▸ Problem to solve
Examine each line of the data, and copy the ones containing "builder".

== Information

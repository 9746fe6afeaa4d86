// Copyright 2022 Webb Technologies Inc.
//
// Licensed under the Apache License, Version 2.0 (the "License");
// you may not use this file except in compliance with the License.
// You may obtain a copy of the License at
//
// http://www.apache.org/licenses/LICENSE-2.0
//
// Unless required by applicable law or agreed to in writing, software
// distributed under the License is distributed on an "AS IS" BASIS,
// WITHOUT WARRANTIES OR CONDITIONS OF ANY KIND, either express or implied.
// See the License for the specific language governing permissions and
// limitations under the License.

use std::path::{Path, PathBuf};

use config::{Config, File};

use crate::OmbuRelayerConfig;

/// A helper function that will search for all config files in the given directory and return them as a vec
/// of the paths.
///
/// Supported file extensions are:
/// - `.toml`.
/// - `.json`.
pub fn search_config_files<P: AsRef<Path>>(
    base_dir: P,
) -> ombu_relayer_utils::Result<Vec<PathBuf>> {
    // A pattern that covers all toml or json files in the config directory and subdirectories.
    let toml_pattern = format!("{}/**/*.toml", base_dir.as_ref().display());
    let json_pattern = format!("{}/**/*.json", base_dir.as_ref().display());
    tracing::trace!(
        "Loading config files from {} and {}",
        toml_pattern,
        json_pattern
    );
    let toml_files = glob::glob(&toml_pattern)?;
    let json_files = glob::glob(&json_pattern)?;
    toml_files
        .chain(json_files)
        .map(|v| v.map_err(ombu_relayer_utils::Error::from))
        .collect()
}

/// Try to parse the [`OmbuRelayerConfig`] from the given config file(s).
///
/// Later files override earlier ones, and `OMBU_*` environment variables
/// override every file (`OMBU_PORT=8080`).
pub fn parse_from_files(
    files: &[PathBuf],
) -> ombu_relayer_utils::Result<OmbuRelayerConfig> {
    let mut builder = Config::builder();
    for config_file in files {
        tracing::trace!("Loading config file: {}", config_file.display());
        let ext = config_file
            .extension()
            .and_then(|e| e.to_str())
            .unwrap_or_default();
        let format = match ext {
            "toml" => config::FileFormat::Toml,
            "json" => config::FileFormat::Json,
            _ => {
                tracing::warn!("Unknown file extension: {}", ext);
                continue;
            }
        };
        builder = builder
            .add_source(File::from(config_file.as_path()).format(format));
    }

    // also merge in the environment (with a prefix of OMBU).
    let builder = builder
        .add_source(config::Environment::with_prefix("OMBU").separator("_"));
    let cfg = builder.build()?;
    let config: Result<
        OmbuRelayerConfig,
        serde_path_to_error::Error<config::ConfigError>,
    > = serde_path_to_error::deserialize(cfg);
    match config {
        Ok(c) => postloading_process(c),
        Err(e) => {
            tracing::error!("{}", e);
            Err(e.into())
        }
    }
}

/// Load the configuration files and
///
/// Returns `Ok(OmbuRelayerConfig)` on success, or `Err(ombu_relayer_utils::Error)` on failure.
///
/// # Arguments
///
/// * `path` - The path to the configuration directory
///
/// # Example
///
/// ```
/// use ombu_relayer_config::utils::load;
///
/// let path = "/path/to/config";
/// load(path);
/// ```
///
/// it is the same as using the [`search_config_files`] and [`parse_from_files`] functions combined.
pub fn load<P: AsRef<Path>>(
    path: P,
) -> ombu_relayer_utils::Result<OmbuRelayerConfig> {
    parse_from_files(&search_config_files(path)?)
}

/// The postloading_process exists to validate configuration and standardize
/// the format of the configuration
pub fn postloading_process(
    mut config: OmbuRelayerConfig,
) -> ombu_relayer_utils::Result<OmbuRelayerConfig> {
    tracing::trace!("Checking configration sanity ...");
    config.chain.name = config.chain.name.to_lowercase();

    let log_reader = &config.log_reader;
    if log_reader.min_blocks_per_step == 0 {
        return Err(invalid("log-reader.min-blocks-per-step must be at least 1"));
    }
    if log_reader.min_blocks_per_step > log_reader.max_blocks_per_step {
        return Err(invalid(
            "log-reader.min-blocks-per-step must not exceed log-reader.max-blocks-per-step",
        ));
    }
    if config.cache.max_groups == 0 {
        return Err(invalid("cache.max-groups must be at least 1"));
    }
    if config.chain.receipt_timeout == 0 || config.chain.rpc_timeout == 0 {
        return Err(invalid("chain timeouts must be greater than zero"));
    }
    if config.contracts.semaphore.deployed_at.is_none() {
        tracing::warn!(
            lookback = config.log_reader.lookback_blocks,
            "!!WARNING!!: contracts.semaphore.deployed-at is not set, \
             chain log scans will only look back a fixed number of blocks"
        );
    }

    tracing::trace!(
        "postloaded config: {}",
        serde_json::to_string_pretty(&config)?
    );
    Ok(config)
}

fn invalid(reason: &str) -> ombu_relayer_utils::Error {
    ombu_relayer_utils::Error::Configuration {
        reason: reason.to_string(),
    }
}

====

▸ Result
    let mut builder = Config::builder();
        builder = builder
    let builder = builder
    let cfg = builder.build()?;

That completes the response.